I keep Kubuntu and OS X Lion installed in VirtualBox but I never actually use them. I've haaaated OS X ever since I was forced to take up way too much of my life working on some robot for some competition on a team of Apple fanboys, all of whom apparently thought gluing hardware bits together was way more fun than actual programming and there were a bunch of shenanigans with everyone getting ill from bad omelettes and stuff idk. So everytime I see a Mac I think of that and I'm like nooooope.


----------



## Noctowl (Mar 6, 2013)

I have windows 7. This computer came free with my phone though.


----------



## Butterfree (Mar 6, 2013)

I'm pretty much in the "whatever came with the computer" boat, which means I'm running a laptop with Vista on it. I can't stand it and hope to either upgrade to Windows 7 or replace the laptop, but haven't done so yet. I wouldn't consider Mac OS X an option, because in my one experience of trying to use a Mac seriously I found it maddeningly unable to execute simple tasks because it was so insistent that it knew better than I did what I wanted, and I pretty much swore never to use one again. Unless I had a really good reason or something.

I have an Ubuntu VM lying around as well, but haven't really used it to any degree. I've been encountering an increasing number of "oh hai this only works on Linux sorry" recently, but somehow I suspect the opposite effect if I switched would end up being worse with things I take for granted.


----------



## mewtini (Mar 6, 2013)

Customizable isn't a word, according to the spell-check. Customisable isn't, either. :c



			
				Butterfree said:
			
		

> I've been encountering an increasing number of "oh hai this only works on Linux sorry" recently, but somehow I suspect the opposite effect if I switched would end up being worse with things I take for granted.


Trust me, you would experience the opposite effect upon switching. :P There are a bunch of opensource alternatives, but still.


----------



## Minish (Mar 6, 2013)

it's a word! spellcheckers are limited. also, I use ubuntu 10.04.


----------



## Abwayax (Mar 7, 2013)

i use Trisquel GNU/Linux 5.5 whenever possible. It's basically ubuntu with no proprietary software or device drivers. At work I use ubuntu because I need the proprietary stuff. Occasionally I have to boot into windows to run games, because I refuse to install proprietary video drivers on my freetarded linux partition. My preferred desktop environment is xfce, because it is very memory efficient and reminiscent of gnome 2. 

i find Mac OS X to be tolerable if I can install something sane like gnome2 or xfce on it.



Mewtini said:


> Yeah, but I so happen to really really need Java.

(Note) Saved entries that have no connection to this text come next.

//! Object tree and archive-level decoding.
//!
//! Objects form a tree reached from a single top object. Each object is
//! represented as a Group whose first child is its properties (a compound
//! property, recursively the same shape used for nested compounds),
//! whose middle children are its child objects, and whose last child is a
//! Data blob describing those child objects by name and metadata.
//!
//! The tree is stored as an arena (`Vec<ObjectNode>`) indexed by
//! [`ObjectId`] rather than built from `Rc`/`Weak` handles: parent links are
//! plain indices, so there is no reference-counting or cycle to manage for
//! a structure that is immutable once parsed.

use super::metadata::{read_indexed_metadata, MetaData};
use super::node::{Buffer, Group};
use super::property::{read_property_header, ArrayProperty, PropertyHeader, PropertyKind, ScalarProperty};
use super::xform;
use crate::util::{Error, Mat4, Result};

/// Index of an object within an [`Archive`]'s arena.
#[derive(Clone, Copy, Debug, PartialEq, Eq, Hash)]
pub struct ObjectId(usize);

/// A decoded property, named and attached to either an object's root
/// compound or a nested compound property.
pub struct NamedProperty<'a> {
    pub name: String,
    pub header: PropertyHeader,
    pub value: PropertyValue<'a>,
}

pub enum PropertyValue<'a> {
    Compound(Vec<NamedProperty<'a>>),
    Scalar(ScalarProperty<'a>),
    Array(ArrayProperty<'a>),
}

struct ObjectNode<'a> {
    name: String,
    path: String,
    metadata: MetaData,
    parent: Option<ObjectId>,
    children: Vec<ObjectId>,
    properties: Vec<NamedProperty<'a>>,
}

/// A parsed Ogawa/Alembic archive.
///
/// Borrows the byte buffer it was parsed from; every object, property and
/// sample accessor returned from it shares that same lifetime.
pub struct Archive<'a> {
    objects: Vec<ObjectNode<'a>>,
    root: ObjectId,
    metadata: MetaData,
}

/// One record parsed from an object-header Data blob: a child object's name
/// plus its metadata (resolved from the indexed table or an inline blob).
struct ChildRecord {
    name: String,
    metadata: MetaData,
}

fn read_u32_name(bytes: &[u8], pos: &mut usize) -> Result<String> {
    let len_bytes = bytes.get(*pos..*pos + 4).ok_or(Error::TooShort {
        needed: *pos + 4,
        actual: bytes.len(),
    })?;
    let len = u32::from_le_bytes(len_bytes.try_into().unwrap()) as usize;
    *pos += 4;
    let s = bytes.get(*pos..*pos + len).ok_or(Error::TooShort {
        needed: *pos + len,
        actual: bytes.len(),
    })?;
    *pos += len;
    Ok(std::str::from_utf8(s)?.to_owned())
}

fn resolve_metadata_token<'m>(
    bytes: &[u8],
    pos: &mut usize,
    token: u8,
    indexed: &'m [MetaData],
) -> Result<MetaData> {
    if token == 0xFF {
        let len_bytes = bytes.get(*pos..*pos + 4).ok_or(Error::TooShort {
            needed: *pos + 4,
            actual: bytes.len(),
        })?;
        let len = u32::from_le_bytes(len_bytes.try_into().unwrap()) as usize;
        *pos += 4;
        let s = bytes.get(*pos..*pos + len).ok_or(Error::TooShort {
            needed: *pos + len,
            actual: bytes.len(),
        })?;
        *pos += len;
        Ok(MetaData::parse(std::str::from_utf8(s)?))
    } else {
        Ok(indexed
            .get(token as usize)
            .cloned()
            .unwrap_or_else(MetaData::new))
    }
}

/// Number of leading bytes in an object-header Data blob reserved for a
/// hash this reader does not verify.
const OBJECT_HEADER_HASH_SIZE: usize = 32;

fn read_child_records(bytes: &[u8], indexed: &[MetaData]) -> Result<Vec<ChildRecord>> {
    let mut out = Vec::new();
    if bytes.len() < OBJECT_HEADER_HASH_SIZE {
        return Ok(out);
    }
    let mut pos = OBJECT_HEADER_HASH_SIZE;
    while pos < bytes.len() {
        let name = read_u32_name(bytes, &mut pos)?;
        let token = *bytes.get(pos).ok_or(Error::TooShort {
            needed: pos + 1,
            actual: bytes.len(),
        })?;
        pos += 1;
        let metadata = resolve_metadata_token(bytes, &mut pos, token, indexed)?;
        out.push(ChildRecord { name, metadata });
    }
    Ok(out)
}

/// Decode a properties group (an object's root compound, or a nested
/// compound property's own group) into its named properties.
fn decode_properties_group<'a>(
    group: Group<'a>,
    indexed: &[MetaData],
) -> Result<Vec<NamedProperty<'a>>> {
    let count = group.num_children();
    if count == 0 {
        return Ok(Vec::new());
    }
    let header_data = group.data(count - 1)?;
    let header_bytes = header_data.bytes()?;
    let num_properties = count - 1;

    let mut pos = 0usize;
    let mut headers = Vec::with_capacity(num_properties as usize);
    for _ in 0..num_properties {
        let lookup = |token: u8| indexed.get(token as usize).cloned().unwrap_or_else(MetaData::new);
        let header = read_property_header(header_bytes, &mut pos, lookup)?;
        headers.push(header);
    }

    let mut out = Vec::with_capacity(headers.len());
    for (i, header) in headers.into_iter().enumerate() {
        let child_group = group.group(i as u64)?;
        let name = header.name.clone();
        let value = match header.kind {
            PropertyKind::Compound => {
                PropertyValue::Compound(decode_properties_group(child_group, indexed)?)
            }
            PropertyKind::Scalar => {
                PropertyValue::Scalar(ScalarProperty::new(header.clone(), child_group, 0))
            }
            PropertyKind::Array => {
                PropertyValue::Array(ArrayProperty::new(header.clone(), child_group, 0))
            }
        };
        out.push(NamedProperty { name, header, value });
    }
    Ok(out)
}

fn build_object<'a>(
    group: Group<'a>,
    parent: Option<ObjectId>,
    name: String,
    metadata: MetaData,
    path: String,
    indexed: &[MetaData],
    arena: &mut Vec<ObjectNode<'a>>,
) -> Result<ObjectId> {
    tracing::trace!(path = %path, "decoding object");
    let count = group.num_children();

    let properties = if count >= 1 {
        decode_properties_group(group.group(0)?, indexed)?
    } else {
        Vec::new()
    };

    let child_records = if count >= 2 {
        read_child_records(group.data(count - 1)?.bytes()?, indexed)?
    } else {
        Vec::new()
    };

    let id = ObjectId(arena.len());
    arena.push(ObjectNode {
        name,
        path: path.clone(),
        metadata,
        parent,
        children: Vec::new(),
        properties,
    });

    let mut children = Vec::with_capacity(child_records.len());
    for (i, record) in child_records.into_iter().enumerate() {
        let child_index = i as u64;
        // The boundary mirrors the reference parser's check exactly: a
        // child-object record at position i is only valid if a
        // corresponding child group exists at position i+1, distinct from
        // the trailing header slot.
        if child_index + 2 >= count {
            break;
        }
        let child_group = group.group(child_index + 1)?;
        let child_path = if path == "/" {
            format!("/{}", record.name)
        } else {
            format!("{path}/{}", record.name)
        };
        let child_id = build_object(
            child_group,
            Some(id),
            record.name,
            record.metadata,
            child_path,
            indexed,
            arena,
        )?;
        children.push(child_id);
    }
    arena[id.0].children = children;

    Ok(id)
}

impl<'a> Archive<'a> {
    /// Parse a full Ogawa/Alembic archive from a byte buffer.
    ///
    /// Failure anywhere in the Ogawa or object tree aborts the whole parse;
    /// per §7 this is the only point that logs, so a caller probing
    /// individual properties afterward doesn't get log spam for expected
    /// "not found" outcomes.
    pub fn parse(bytes: &'a [u8]) -> Result<Self> {
        tracing::debug!(len = bytes.len(), "parsing Ogawa archive");
        Self::parse_inner(bytes).inspect_err(|err| {
            tracing::warn!(%err, "failed to parse Alembic archive");
        })
    }

    fn parse_inner(bytes: &'a [u8]) -> Result<Self> {
        let buf = Buffer::new(bytes);
        let root = buf.root_group()?;
        let num_root_children = root.num_children();

        if num_root_children < 3 {
            return Err(Error::structure(
                "archive root with format/version/top-object children",
                "fewer children",
            ));
        }

        let indexed_metadata = if num_root_children > 5 {
            read_indexed_metadata(root.data(5)?)?
        } else {
            vec![MetaData::new()]
        };

        let archive_metadata = if num_root_children > 3 {
            let d = root.data(3)?;
            if d.is_empty() {
                MetaData::new()
            } else {
                MetaData::parse(d.as_str()?)
            }
        } else {
            MetaData::new()
        };

        // Root child 4 (time samplings) is intentionally left unparsed.

        let top_group = root.group(2)?;
        let mut arena = Vec::new();
        let root_id = build_object(
            top_group,
            None,
            "ABC".to_string(),
            archive_metadata.clone(),
            "/".to_string(),
            &indexed_metadata,
            &mut arena,
        )?;

        Ok(Self {
            objects: arena,
            root: root_id,
            metadata: archive_metadata,
        })
    }

    /// Archive-wide metadata (root child 3).
    pub fn metadata(&self) -> &MetaData {
        &self.metadata
    }

    /// The top object.
    pub fn top(&self) -> Object<'a, '_> {
        Object {
            archive: self,
            id: self.root,
        }
    }

    /// Resolve an absolute, slash-separated object path (e.g. `/geo/mesh1`)
    /// to an object. An empty path or `/` resolves to the top object.
    pub fn find(&self, path: &str) -> Option<Object<'a, '_>> {
        let trimmed = path.trim_start_matches('/');
        if trimmed.is_empty() {
            return Some(self.top());
        }
        let mut current = self.root;
        for segment in trimmed.split('/') {
            let node = &self.objects[current.0];
            let next = node
                .children
                .iter()
                .find(|c| self.objects[c.0].name == segment)?;
            current = *next;
        }
        Some(Object {
            archive: self,
            id: current,
        })
    }
}

/// A handle to one object in an [`Archive`]'s tree.
#[derive(Clone, Copy)]
pub struct Object<'a, 'b> {
    archive: &'b Archive<'a>,
    id: ObjectId,
}

impl<'a, 'b> Object<'a, 'b> {
    fn node(&self) -> &'b ObjectNode<'a> {
        &self.archive.objects[self.id.0]
    }

    pub fn name(&self) -> &'b str {
        &self.node().name
    }

    pub fn path(&self) -> &'b str {
        &self.node().path
    }

    pub fn metadata(&self) -> &'b MetaData {
        &self.node().metadata
    }

    pub fn num_children(&self) -> usize {
        self.node().children.len()
    }

    pub fn child(&self, index: usize) -> Option<Object<'a, 'b>> {
        self.node().children.get(index).map(|id| Object {
            archive: self.archive,
            id: *id,
        })
    }

    pub fn children(&self) -> impl Iterator<Item = Object<'a, 'b>> + 'b {
        let archive = self.archive;
        self.node().children.iter().map(move |id| Object {
            archive,
            id: *id,
        })
    }

    pub fn find_child(&self, name: &str) -> Option<Object<'a, 'b>> {
        self.children().find(|c| c.name() == name)
    }

    /// Top-level properties directly on this object (its root compound's
    /// children).
    pub fn properties(&self) -> &'b [NamedProperty<'a>] {
        &self.node().properties
    }

    /// Resolve a slash-separated property path relative to this object's
    /// root compound, e.g. `.xform/.vals`. Every segment but the last must
    /// name a compound property.
    pub fn find_property(&self, path: &str) -> Option<&'b PropertyValue<'a>> {
        let mut current: &[NamedProperty<'a>] = self.properties();
        let mut segments = path.split('/').peekable();
        loop {
            let segment = segments.next()?;
            let found = current.iter().find(|p| p.name == segment)?;
            match segments.peek() {
                None => return Some(&found.value),
                Some(_) => match &found.value {
                    PropertyValue::Compound(children) => current = children,
                    _ => return None,
                },
            }
        }
    }

    /// Compose this object's `.xform/.ops` + `.xform/.vals` at `sample` into
    /// a 4x4 matrix, per §4.8. Fails if either array property is missing or
    /// not the expected kind, or if the op/value streams disagree.
    pub fn xform_matrix(&self, sample: u64) -> Result<Mat4> {
        let ops = match self.find_property(".xform/.ops") {
            Some(PropertyValue::Array(p)) => p,
            _ => return Err(Error::structure("array property .xform/.ops", "missing or wrong kind")),
        };
        let vals = match self.find_property(".xform/.vals") {
            Some(PropertyValue::Array(p)) => p,
            _ => return Err(Error::structure("array property .xform/.vals", "missing or wrong kind")),
        };
        let ops_bytes: Vec<u8> = ops.get_all(sample)?;
        let decoded = xform::decode_ops(&ops_bytes)?;
        let vals_f64: Vec<f64> = vals.get_all(sample)?;
        xform::compose(&decoded, &vals_f64)
    }
}
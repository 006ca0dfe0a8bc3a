//! Error types for the Alembic library.

use thiserror::Error;

/// Main error type for archive parsing.
///
/// Parsing is read-only: a failure at one object or property does not
/// invalidate the rest of the archive. `Archive::parse` returns this type;
/// per-path lookups (`Archive::find`, `Object::find_property`) return
/// `Option` instead, since "not found" is an expected outcome rather than a
/// parse failure.
#[derive(Error, Debug, Clone, PartialEq, Eq)]
pub enum Error {
    /// The 16-byte Ogawa header did not start with the expected magic bytes.
    #[error("bad Ogawa magic bytes")]
    BadMagic,

    /// A buffer was shorter than the minimum size required to hold a fixed
    /// structure (header, group count, data length, ...).
    #[error("buffer too short: needed {needed} bytes, have {actual}")]
    TooShort { needed: usize, actual: usize },

    /// A tagged offset, count, or length pointed outside the backing buffer.
    #[error("read of {len} bytes at offset {offset} exceeds buffer of {buffer_len} bytes")]
    OutOfBounds {
        offset: u64,
        len: u64,
        buffer_len: u64,
    },

    /// A node or record was not shaped the way a fixed layout requires, e.g.
    /// a positional archive child was a Data node where a Group was
    /// expected.
    #[error("expected {expected}, found {found}")]
    StructureMismatch {
        expected: &'static str,
        found: &'static str,
    },

    /// A packed enum field held a value outside its known range.
    #[error("invalid {what} value: {value}")]
    BadEnum { what: &'static str, value: u32 },

    /// An index was outside the bound it is checked against (sample index,
    /// child index, metadata table slot, ...).
    #[error("{what} index {index} out of range (bound {bound})")]
    BadIndex {
        what: &'static str,
        index: u64,
        bound: u64,
    },

    /// The data is structurally valid Ogawa but uses a feature this reader
    /// does not implement.
    #[error("unsupported: {0}")]
    Unsupported(&'static str),

    /// A string field was not valid UTF-8.
    #[error("invalid UTF-8: {0}")]
    Utf8(#[from] std::str::Utf8Error),

    /// Any other failure, with a human-readable description.
    #[error("{0}")]
    Other(String),
}

impl Error {
    /// Create an "other" error from a string.
    pub fn other(msg: impl Into<String>) -> Self {
        Self::Other(msg.into())
    }

    /// Create a structure-mismatch error.
    pub fn structure(expected: &'static str, found: &'static str) -> Self {
        Self::StructureMismatch { expected, found }
    }

    /// Create a bad-index error.
    pub fn bad_index(what: &'static str, index: u64, bound: u64) -> Self {
        Self::BadIndex { what, index, bound }
    }
}

/// Result type alias for Alembic operations.
pub type Result<T> = std::result::Result<T, Error>;

#[cfg(test)]
mod tests {
    use super::*;

    #[test]
    fn test_error_display() {
        let e = Error::BadMagic;
        assert!(e.to_string().contains("magic"));

        let e = Error::bad_index("sample", 5, 3);
        assert!(e.to_string().contains('5'));
        assert!(e.to_string().contains('3'));
    }

    #[test]
    fn test_structure_mismatch() {
        let e = Error::structure("group", "data");
        assert_eq!(e.to_string(), "expected group, found data");
    }

    #[test]
    fn test_out_of_bounds_display() {
        let e = Error::OutOfBounds {
            offset: 100,
            len: 8,
            buffer_len: 50,
        };
        assert!(e.to_string().contains("100"));
    }
}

For school.
> 
> On the other hand, good ol' Adobe Flash works - Youtube works...


Does OpenJDK not work? It was my understanding that as of Java 7 they should be roughly equivalent.

As for Adobe Trash, it's actually built into Chrome. In fact, that's the only place you'll find it for Linux. They stopped developing the standalone plugin, or will stop sometime soon. Sorry, Firefox users (if there are still any of those around).


----------



## mewtini (Mar 7, 2013)

the hundredth member said:
			
		

> My preferred desktop environment is xfce, because it is very memory efficient and reminiscent of gnome 2.


You could just use all Ubuntu releases pre-Maverick (pre-11.04. or .10? I forget. D:) They all use GNOME 2.

For memory efficiency, you could try out LXDE, but if you like xfce, what can I say?

(Also Xubuntu uses xfce by default.)


----------



## Kratos Aurion (Mar 7, 2013)

Most of my computers dual-boot a later version of Windows and some flavor/remix or other of Ubuntu, with some older Windows and older Linux kicking around on other PCs around the house. My desktop is Win 8/Ubuntu 12.10, for example, while my netbook is Win 7/Mint 14. My old laptop has something like Fedora 8 on it but I never really use it. My new(er) laptop has been temporarily commandeered as the family PC due to every computer in the house that doesn't belong to me being a Frankenstein hodgepodge of POS hardware that fails all the time, and atm it's also running Windows 7, but when they get a new computer of their own and I get it back it will return to being my Linux guinea pig/backup thing running Ubuntu or Mint when it isn't a guinea pig. I've been meaning to experiment with a less weenie Linux distro next, so I'll probably dig up a roll-your-own thing that looks interesting and see how that goes. I've also used a little Kubuntu in the past but I find I don't care for the KDE desktop as much as Gnome 2 or Cinnamon or even Unity (oh shock, oh horror).

I'm not sure I have a real preference for either Windows or Ubuntu (or whatever other distro) over the other. They both have their merits as far as compatibility and options and such are concerned, and I'm equally comfortable with either—I'm not a hardcore power user or anything, but I know my way around well enough. Usually I just end up booting into one and sticking with it until some minor issue happens that pisses me off enough to boot into the other, and by the time that one pisses me off I've probably figured out how to fix the first OS and so can switch back. Or if I need a certain program for something that only works on one and will be using it frequently for a while, I guess.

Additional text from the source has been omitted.